Please state how many lines of the records below contain the word "heed". Give the number and nothing else.
__________________________________________________
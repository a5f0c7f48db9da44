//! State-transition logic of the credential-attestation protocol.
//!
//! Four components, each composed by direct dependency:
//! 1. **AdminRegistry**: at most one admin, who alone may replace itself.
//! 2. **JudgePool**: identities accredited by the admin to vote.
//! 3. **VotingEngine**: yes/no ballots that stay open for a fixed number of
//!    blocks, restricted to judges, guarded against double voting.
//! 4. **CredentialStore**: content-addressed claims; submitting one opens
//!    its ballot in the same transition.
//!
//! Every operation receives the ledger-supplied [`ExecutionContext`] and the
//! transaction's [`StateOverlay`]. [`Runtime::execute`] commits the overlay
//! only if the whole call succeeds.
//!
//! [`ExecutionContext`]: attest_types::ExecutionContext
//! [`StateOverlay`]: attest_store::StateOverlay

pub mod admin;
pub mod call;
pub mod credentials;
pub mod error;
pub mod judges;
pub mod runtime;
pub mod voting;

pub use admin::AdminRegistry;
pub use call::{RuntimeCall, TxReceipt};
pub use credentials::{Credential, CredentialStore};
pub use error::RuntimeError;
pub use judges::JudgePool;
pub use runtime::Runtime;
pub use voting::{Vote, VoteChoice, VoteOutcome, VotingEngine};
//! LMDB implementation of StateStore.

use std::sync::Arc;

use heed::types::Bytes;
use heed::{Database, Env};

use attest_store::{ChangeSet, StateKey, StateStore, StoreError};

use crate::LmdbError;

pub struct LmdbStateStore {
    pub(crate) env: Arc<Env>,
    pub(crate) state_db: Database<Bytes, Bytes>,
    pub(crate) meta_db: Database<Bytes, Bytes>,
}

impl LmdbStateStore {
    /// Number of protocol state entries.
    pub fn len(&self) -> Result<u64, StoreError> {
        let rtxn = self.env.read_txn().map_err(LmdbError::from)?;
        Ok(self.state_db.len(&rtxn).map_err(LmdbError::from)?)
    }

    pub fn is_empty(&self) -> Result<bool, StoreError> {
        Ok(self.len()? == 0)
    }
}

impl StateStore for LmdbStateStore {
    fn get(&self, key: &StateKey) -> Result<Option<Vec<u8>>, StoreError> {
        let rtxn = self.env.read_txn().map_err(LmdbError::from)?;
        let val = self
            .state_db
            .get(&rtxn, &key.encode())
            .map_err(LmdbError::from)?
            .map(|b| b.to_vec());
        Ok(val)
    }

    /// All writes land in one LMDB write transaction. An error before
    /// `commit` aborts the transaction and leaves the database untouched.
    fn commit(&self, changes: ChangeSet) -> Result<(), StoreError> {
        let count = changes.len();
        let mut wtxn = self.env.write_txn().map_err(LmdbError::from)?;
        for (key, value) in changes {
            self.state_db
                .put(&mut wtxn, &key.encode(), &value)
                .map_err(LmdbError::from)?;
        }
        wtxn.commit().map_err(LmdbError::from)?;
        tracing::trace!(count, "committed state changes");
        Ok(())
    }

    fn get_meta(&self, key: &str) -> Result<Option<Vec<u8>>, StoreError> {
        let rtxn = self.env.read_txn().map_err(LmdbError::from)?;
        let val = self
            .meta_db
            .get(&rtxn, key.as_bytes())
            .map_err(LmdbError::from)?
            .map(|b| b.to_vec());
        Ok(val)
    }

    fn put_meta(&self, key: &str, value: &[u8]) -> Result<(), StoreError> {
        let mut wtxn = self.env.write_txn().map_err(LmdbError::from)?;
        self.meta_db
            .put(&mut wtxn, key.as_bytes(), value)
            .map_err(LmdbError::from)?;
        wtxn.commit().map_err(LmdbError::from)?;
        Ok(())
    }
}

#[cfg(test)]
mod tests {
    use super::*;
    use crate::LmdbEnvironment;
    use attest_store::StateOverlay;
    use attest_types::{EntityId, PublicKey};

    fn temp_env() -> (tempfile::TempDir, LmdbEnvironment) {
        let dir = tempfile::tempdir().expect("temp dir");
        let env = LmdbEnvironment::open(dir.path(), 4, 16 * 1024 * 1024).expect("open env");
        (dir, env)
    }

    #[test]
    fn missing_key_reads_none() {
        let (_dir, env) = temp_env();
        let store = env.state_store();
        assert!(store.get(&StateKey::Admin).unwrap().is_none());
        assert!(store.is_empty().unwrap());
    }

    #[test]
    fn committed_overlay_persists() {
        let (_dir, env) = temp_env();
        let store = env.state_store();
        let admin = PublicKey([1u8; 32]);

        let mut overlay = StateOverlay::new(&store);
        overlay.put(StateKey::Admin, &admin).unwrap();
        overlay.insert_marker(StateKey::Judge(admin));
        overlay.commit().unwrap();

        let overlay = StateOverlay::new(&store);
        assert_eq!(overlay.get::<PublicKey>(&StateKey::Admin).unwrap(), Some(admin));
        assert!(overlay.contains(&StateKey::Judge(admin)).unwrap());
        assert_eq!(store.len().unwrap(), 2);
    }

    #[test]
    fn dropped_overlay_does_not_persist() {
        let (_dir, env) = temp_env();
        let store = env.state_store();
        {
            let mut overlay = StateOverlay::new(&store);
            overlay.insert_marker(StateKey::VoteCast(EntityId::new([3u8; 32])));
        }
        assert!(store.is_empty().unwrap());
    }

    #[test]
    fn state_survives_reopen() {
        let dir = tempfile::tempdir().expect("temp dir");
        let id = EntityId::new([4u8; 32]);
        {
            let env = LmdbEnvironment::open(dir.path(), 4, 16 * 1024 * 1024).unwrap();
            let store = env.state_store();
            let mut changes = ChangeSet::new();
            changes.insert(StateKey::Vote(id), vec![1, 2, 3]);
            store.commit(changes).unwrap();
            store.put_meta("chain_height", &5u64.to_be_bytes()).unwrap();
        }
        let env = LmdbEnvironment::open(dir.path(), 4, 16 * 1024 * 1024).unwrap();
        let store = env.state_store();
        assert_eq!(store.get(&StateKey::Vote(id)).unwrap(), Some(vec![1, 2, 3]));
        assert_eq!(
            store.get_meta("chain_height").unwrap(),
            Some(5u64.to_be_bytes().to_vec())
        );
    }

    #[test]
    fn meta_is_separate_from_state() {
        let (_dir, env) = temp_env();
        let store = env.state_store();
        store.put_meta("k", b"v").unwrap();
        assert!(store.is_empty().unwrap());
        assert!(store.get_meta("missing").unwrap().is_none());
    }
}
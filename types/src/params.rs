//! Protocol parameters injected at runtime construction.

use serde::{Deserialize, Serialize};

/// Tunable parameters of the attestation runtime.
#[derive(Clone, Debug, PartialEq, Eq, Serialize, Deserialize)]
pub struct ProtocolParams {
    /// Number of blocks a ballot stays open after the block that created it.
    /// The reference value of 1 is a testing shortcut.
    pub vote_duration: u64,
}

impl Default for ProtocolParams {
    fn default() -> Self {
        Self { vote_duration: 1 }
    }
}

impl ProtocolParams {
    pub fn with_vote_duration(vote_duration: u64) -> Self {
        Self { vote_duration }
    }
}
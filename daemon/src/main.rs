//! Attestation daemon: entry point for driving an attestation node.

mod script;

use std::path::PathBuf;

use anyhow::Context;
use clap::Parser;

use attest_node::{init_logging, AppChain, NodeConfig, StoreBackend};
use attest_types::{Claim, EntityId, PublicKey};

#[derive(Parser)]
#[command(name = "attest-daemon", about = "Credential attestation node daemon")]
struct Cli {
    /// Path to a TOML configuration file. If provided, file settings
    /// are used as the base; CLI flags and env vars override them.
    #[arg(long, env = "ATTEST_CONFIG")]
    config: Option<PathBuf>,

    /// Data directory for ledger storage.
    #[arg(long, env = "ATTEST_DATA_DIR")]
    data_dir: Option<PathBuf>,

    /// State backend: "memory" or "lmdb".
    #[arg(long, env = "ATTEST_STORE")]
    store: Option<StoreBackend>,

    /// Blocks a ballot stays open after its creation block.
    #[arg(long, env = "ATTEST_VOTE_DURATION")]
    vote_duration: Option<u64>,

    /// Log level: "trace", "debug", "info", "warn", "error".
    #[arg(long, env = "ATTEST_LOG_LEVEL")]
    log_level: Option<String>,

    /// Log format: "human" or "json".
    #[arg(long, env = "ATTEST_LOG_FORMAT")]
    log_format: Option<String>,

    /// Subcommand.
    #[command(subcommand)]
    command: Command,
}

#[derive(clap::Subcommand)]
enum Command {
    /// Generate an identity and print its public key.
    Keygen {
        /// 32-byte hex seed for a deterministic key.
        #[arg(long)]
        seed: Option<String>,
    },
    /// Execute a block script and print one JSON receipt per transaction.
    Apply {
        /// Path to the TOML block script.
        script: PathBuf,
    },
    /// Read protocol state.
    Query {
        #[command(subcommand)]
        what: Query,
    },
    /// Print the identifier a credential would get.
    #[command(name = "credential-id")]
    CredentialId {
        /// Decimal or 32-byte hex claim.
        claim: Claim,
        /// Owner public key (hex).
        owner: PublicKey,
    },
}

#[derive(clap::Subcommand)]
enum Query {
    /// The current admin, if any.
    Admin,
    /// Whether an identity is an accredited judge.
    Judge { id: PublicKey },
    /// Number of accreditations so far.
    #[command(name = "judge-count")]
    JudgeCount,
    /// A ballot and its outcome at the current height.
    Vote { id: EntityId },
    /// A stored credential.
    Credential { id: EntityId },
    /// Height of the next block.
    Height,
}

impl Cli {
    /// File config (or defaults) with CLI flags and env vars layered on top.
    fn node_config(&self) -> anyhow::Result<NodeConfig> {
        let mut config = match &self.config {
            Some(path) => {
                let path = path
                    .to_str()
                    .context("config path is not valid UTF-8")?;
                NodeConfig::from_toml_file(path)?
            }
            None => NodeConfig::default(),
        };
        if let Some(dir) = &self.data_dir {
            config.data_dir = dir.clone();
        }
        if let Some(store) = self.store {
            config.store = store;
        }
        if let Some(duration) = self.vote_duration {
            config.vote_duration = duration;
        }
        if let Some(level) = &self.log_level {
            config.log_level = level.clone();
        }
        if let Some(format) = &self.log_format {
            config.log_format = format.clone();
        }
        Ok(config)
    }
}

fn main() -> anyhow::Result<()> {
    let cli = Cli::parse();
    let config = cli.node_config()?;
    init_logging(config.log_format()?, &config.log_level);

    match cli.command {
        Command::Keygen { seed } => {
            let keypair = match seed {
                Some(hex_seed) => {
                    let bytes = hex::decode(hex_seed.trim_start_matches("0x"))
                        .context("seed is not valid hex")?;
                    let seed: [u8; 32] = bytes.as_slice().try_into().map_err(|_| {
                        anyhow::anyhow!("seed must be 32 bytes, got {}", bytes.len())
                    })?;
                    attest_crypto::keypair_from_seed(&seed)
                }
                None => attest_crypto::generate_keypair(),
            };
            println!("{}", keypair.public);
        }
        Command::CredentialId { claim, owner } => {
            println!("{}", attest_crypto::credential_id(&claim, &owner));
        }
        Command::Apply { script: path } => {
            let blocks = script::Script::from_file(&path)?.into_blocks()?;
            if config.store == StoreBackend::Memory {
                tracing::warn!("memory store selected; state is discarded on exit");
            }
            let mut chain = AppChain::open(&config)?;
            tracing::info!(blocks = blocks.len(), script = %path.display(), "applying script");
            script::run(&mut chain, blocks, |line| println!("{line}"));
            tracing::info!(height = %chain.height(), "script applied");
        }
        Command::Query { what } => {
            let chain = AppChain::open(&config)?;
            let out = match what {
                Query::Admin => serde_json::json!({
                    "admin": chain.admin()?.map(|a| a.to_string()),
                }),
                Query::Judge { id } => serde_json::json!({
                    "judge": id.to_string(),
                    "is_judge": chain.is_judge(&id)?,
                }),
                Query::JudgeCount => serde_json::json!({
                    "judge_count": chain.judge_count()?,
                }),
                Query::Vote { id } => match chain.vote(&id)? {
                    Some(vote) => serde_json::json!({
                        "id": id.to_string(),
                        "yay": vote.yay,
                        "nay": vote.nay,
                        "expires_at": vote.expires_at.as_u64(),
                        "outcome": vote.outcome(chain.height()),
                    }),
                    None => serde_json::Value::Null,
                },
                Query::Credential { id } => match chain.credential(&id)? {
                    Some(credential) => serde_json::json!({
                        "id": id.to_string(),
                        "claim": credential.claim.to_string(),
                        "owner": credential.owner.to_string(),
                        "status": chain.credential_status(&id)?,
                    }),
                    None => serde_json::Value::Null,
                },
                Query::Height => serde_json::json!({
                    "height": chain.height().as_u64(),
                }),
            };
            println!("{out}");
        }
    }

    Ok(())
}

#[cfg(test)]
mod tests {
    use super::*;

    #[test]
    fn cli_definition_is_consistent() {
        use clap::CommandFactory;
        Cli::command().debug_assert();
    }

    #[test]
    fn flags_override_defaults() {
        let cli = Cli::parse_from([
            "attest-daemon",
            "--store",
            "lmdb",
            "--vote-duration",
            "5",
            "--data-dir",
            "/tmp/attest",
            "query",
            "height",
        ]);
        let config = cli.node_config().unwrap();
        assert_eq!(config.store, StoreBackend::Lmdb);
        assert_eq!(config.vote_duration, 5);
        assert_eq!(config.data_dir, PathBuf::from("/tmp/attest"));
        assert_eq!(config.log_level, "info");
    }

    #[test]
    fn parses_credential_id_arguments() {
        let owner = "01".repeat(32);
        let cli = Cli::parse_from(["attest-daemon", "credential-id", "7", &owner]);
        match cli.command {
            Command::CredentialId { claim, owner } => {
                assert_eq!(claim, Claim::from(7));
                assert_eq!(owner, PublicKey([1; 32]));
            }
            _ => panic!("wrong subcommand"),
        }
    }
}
__________________________________________________
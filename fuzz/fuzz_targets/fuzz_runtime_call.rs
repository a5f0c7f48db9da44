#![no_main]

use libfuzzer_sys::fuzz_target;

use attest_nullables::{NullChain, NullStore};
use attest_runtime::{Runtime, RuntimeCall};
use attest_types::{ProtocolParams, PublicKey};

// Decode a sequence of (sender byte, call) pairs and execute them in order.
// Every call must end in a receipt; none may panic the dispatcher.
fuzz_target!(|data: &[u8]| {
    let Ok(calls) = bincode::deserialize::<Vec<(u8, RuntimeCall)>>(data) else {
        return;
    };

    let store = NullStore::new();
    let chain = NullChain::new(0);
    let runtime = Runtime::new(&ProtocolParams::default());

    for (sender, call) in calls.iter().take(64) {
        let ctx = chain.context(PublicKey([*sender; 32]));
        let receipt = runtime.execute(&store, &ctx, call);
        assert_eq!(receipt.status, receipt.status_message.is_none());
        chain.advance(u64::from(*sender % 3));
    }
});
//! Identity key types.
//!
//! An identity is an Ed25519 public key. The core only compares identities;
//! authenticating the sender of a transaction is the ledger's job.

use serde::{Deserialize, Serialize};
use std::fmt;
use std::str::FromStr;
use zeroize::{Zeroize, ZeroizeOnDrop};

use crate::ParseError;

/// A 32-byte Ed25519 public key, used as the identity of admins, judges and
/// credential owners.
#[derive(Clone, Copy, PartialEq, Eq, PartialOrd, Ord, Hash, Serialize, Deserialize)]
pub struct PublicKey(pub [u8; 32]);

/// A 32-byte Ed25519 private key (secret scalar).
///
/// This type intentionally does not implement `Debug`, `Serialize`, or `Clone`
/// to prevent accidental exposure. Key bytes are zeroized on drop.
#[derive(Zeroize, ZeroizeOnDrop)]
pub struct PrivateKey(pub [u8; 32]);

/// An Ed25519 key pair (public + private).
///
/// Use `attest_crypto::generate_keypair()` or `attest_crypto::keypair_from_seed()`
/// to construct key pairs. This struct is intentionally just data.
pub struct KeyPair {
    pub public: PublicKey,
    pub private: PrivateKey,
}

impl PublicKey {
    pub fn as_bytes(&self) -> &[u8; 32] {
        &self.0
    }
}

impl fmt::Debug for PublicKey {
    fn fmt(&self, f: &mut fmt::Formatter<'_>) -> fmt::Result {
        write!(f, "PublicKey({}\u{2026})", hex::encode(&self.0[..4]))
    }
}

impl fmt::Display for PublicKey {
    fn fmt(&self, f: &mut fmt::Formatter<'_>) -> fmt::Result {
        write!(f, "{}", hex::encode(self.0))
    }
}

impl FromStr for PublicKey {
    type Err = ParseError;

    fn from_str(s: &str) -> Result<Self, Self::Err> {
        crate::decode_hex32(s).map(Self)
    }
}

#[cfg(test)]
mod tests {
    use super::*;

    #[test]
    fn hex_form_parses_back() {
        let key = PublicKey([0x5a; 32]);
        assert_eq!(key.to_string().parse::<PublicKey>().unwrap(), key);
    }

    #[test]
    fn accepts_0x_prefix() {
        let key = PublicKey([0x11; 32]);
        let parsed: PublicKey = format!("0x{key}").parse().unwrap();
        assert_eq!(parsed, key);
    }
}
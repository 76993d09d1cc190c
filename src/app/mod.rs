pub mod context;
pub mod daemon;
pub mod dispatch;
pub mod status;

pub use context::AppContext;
__________________________________________________
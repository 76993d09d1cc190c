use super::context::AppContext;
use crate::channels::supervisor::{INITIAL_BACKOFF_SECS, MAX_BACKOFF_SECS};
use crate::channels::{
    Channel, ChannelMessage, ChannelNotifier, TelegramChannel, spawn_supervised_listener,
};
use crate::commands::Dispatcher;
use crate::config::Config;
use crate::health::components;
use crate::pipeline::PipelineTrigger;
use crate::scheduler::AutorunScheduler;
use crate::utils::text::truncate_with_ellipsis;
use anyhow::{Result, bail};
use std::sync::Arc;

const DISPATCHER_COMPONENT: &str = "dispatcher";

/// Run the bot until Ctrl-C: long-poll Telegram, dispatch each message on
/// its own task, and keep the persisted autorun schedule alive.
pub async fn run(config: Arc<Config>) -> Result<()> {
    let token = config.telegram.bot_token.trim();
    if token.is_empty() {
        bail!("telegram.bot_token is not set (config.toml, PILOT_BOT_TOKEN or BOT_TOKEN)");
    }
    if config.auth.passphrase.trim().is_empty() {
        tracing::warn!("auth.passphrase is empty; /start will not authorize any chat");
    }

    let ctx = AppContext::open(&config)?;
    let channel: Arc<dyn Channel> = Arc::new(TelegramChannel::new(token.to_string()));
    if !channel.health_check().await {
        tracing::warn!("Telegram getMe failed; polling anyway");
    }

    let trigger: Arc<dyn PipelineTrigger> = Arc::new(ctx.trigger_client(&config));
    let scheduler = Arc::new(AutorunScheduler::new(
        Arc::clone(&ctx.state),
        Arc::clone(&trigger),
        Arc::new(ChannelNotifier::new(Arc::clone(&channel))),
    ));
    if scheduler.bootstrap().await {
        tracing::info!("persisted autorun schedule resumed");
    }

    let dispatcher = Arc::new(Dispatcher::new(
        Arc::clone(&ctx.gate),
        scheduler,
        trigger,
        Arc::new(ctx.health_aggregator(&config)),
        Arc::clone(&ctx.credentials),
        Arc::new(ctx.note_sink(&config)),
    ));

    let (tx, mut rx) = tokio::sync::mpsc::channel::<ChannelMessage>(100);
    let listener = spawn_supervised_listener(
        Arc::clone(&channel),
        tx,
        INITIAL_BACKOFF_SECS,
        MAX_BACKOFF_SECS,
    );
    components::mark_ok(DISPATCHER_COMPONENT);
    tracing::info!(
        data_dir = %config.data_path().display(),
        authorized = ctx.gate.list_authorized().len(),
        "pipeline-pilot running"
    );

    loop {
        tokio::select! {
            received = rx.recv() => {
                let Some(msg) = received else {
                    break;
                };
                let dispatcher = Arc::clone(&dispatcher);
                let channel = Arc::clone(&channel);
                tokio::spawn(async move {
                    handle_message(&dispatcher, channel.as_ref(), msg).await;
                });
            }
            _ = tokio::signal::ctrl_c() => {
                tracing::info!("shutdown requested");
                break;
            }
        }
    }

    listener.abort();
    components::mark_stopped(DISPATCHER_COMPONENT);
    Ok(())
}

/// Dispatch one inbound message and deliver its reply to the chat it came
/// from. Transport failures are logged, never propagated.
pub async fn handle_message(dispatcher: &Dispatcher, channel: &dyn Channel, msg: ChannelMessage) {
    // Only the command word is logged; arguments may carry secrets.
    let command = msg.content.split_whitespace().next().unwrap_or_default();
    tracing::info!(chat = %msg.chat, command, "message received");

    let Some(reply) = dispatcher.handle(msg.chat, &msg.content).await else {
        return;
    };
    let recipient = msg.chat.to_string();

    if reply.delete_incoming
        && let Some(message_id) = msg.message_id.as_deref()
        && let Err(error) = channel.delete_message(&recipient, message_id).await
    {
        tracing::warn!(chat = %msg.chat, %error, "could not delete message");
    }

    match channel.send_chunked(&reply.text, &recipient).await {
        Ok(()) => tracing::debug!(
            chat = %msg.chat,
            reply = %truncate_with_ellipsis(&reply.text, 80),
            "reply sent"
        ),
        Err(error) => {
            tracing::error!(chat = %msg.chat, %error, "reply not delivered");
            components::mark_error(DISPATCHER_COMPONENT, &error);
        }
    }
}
__________________________________________________
Solution to the exercise
2